* [Task objective]: Needed from the data below: all lines that contain the word "presentation".

(Stored items)
####################

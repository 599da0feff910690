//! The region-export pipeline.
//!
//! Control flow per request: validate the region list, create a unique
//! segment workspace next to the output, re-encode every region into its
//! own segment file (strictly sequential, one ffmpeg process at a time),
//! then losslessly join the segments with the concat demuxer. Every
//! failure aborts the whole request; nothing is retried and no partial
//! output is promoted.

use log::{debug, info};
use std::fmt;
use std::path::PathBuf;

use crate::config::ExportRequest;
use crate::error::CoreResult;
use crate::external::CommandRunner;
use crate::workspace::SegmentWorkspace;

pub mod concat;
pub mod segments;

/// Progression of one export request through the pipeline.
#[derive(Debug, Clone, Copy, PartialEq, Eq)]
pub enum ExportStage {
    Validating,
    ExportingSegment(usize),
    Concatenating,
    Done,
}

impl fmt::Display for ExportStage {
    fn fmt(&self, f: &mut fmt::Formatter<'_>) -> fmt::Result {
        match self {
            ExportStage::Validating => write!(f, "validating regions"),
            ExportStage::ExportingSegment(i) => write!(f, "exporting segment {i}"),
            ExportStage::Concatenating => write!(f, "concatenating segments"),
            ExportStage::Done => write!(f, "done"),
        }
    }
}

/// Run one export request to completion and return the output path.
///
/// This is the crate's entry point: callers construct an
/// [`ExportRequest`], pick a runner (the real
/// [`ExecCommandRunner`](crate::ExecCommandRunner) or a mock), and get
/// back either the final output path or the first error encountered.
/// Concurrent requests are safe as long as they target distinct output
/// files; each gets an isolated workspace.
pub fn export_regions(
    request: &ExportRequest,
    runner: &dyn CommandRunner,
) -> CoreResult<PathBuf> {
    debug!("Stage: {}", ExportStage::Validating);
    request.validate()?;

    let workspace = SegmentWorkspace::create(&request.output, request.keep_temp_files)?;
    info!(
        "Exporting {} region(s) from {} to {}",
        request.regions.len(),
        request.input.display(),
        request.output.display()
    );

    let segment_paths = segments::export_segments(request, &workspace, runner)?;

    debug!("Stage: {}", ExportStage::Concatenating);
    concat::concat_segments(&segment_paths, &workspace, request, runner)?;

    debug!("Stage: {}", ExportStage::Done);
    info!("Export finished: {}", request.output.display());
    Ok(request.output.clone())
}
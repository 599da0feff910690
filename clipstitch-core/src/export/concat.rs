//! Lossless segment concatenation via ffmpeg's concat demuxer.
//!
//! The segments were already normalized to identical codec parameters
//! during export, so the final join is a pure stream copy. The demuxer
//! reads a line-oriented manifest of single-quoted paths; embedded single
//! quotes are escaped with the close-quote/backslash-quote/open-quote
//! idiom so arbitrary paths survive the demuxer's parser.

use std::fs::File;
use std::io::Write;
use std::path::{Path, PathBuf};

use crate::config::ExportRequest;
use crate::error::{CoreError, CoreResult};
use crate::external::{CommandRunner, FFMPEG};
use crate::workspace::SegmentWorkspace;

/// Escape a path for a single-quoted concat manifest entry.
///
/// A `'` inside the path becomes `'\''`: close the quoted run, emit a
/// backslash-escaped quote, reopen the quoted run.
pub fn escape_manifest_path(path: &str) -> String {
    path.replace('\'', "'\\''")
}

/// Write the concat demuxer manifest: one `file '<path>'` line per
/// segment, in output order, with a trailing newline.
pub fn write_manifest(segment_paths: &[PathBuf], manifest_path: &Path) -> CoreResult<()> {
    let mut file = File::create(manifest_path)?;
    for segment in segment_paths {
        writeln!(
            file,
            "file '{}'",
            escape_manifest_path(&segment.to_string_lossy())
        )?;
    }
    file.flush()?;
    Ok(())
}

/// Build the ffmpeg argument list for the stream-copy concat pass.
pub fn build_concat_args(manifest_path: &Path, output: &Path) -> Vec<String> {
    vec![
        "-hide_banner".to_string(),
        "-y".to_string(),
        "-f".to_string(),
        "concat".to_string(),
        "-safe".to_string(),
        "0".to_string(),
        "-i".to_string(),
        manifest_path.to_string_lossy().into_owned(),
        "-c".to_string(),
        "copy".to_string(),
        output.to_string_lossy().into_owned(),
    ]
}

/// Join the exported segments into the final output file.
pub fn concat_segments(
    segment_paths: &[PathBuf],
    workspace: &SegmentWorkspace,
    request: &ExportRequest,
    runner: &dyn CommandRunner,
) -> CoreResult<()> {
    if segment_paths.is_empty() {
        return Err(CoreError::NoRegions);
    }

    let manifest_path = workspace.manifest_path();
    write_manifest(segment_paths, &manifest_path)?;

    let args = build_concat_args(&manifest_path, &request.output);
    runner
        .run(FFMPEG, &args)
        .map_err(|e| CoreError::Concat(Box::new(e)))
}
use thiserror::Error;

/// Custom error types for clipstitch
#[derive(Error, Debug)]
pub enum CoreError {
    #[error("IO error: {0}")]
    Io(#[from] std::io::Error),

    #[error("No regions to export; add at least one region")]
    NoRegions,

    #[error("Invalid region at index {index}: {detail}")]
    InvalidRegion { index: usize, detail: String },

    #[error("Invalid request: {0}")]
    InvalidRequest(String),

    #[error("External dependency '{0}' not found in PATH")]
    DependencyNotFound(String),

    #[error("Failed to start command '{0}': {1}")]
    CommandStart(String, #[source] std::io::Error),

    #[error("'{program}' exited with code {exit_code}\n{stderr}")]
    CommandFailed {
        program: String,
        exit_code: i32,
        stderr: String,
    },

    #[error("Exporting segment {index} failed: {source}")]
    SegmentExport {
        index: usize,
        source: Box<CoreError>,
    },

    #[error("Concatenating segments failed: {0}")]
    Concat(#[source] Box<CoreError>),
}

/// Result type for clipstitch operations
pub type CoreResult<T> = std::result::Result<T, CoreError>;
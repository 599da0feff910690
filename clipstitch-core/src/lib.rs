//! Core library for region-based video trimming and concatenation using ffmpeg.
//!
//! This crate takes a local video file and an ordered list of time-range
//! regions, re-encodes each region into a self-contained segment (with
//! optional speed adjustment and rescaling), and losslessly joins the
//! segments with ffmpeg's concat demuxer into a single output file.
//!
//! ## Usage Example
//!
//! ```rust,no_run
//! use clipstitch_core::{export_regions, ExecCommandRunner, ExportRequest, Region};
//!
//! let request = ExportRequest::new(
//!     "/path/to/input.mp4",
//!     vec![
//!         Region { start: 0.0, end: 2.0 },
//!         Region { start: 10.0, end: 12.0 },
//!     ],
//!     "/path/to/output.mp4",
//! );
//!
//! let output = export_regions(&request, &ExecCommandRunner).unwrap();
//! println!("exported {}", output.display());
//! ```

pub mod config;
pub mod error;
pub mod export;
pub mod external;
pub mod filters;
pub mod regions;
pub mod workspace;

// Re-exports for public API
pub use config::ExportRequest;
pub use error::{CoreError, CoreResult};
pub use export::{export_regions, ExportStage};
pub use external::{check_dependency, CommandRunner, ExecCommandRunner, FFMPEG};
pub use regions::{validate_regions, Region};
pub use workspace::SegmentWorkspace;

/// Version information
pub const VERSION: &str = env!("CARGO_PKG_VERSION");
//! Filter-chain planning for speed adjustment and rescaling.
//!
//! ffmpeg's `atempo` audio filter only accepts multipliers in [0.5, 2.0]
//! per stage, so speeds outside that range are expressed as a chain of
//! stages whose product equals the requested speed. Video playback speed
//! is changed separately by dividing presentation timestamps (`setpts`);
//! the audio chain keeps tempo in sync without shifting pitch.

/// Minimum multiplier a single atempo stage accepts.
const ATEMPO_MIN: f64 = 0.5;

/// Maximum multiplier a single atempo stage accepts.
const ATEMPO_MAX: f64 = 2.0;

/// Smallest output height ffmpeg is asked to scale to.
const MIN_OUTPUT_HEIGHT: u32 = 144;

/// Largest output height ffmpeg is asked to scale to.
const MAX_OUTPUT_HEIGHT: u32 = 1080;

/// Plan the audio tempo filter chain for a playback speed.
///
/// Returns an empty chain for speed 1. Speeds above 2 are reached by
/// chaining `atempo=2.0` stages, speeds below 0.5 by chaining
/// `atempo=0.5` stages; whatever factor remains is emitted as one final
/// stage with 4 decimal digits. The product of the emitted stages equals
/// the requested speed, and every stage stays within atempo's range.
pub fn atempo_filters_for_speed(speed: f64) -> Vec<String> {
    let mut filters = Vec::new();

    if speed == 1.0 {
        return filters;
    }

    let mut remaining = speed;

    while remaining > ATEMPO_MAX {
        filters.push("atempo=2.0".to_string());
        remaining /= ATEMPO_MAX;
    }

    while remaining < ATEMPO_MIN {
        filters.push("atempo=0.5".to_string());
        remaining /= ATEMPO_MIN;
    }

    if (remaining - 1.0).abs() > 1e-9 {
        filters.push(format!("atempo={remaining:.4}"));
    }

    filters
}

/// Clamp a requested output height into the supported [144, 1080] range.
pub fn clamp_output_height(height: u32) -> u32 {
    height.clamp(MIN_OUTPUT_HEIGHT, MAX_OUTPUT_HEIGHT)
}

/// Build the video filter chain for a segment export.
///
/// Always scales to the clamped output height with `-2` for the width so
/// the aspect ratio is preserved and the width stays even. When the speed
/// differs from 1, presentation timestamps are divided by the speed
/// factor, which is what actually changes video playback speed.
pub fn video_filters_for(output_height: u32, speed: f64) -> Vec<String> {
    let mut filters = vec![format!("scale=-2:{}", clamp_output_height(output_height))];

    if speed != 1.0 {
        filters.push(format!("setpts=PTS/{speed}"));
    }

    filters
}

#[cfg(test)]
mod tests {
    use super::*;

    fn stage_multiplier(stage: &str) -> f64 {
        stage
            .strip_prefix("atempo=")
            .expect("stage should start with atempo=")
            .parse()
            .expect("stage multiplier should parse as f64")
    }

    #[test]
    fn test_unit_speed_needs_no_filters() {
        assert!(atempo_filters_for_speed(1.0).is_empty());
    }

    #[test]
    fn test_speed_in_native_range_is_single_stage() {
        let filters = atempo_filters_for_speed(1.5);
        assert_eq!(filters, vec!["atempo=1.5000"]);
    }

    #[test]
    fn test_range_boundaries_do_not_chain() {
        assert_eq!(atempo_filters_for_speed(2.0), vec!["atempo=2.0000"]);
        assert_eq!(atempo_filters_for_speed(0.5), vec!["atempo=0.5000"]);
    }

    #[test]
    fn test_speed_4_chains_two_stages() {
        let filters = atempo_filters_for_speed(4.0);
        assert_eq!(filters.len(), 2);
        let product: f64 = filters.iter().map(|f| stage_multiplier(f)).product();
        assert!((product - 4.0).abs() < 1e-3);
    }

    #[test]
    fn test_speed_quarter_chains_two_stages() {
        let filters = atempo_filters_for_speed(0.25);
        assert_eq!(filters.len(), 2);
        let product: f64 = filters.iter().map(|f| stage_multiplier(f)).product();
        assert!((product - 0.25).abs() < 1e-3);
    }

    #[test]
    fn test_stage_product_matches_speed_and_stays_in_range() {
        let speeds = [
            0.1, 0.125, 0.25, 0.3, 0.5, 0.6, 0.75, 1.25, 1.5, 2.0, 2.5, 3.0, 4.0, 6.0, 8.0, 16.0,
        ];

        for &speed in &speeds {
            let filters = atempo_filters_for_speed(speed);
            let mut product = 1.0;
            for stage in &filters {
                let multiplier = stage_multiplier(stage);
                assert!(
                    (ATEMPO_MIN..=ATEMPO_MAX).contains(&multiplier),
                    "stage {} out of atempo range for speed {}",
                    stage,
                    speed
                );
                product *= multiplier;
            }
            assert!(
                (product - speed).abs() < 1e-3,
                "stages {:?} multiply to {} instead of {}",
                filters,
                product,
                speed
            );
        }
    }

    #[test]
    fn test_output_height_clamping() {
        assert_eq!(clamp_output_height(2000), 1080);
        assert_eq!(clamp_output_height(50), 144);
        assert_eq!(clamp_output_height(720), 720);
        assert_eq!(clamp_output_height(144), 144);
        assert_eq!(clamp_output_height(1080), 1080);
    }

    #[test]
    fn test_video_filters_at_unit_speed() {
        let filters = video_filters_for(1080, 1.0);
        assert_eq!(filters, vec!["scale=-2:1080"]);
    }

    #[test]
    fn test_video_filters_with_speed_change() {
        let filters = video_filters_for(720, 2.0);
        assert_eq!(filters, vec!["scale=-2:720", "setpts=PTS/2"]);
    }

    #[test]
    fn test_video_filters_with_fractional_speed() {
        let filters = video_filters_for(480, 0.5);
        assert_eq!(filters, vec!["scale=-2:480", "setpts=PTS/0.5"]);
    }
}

####################

* [Solution to this task]:
//! is changed separately by dividing presentation timestamps (`setpts`);
/// differs from 1, presentation timestamps are divided by the speed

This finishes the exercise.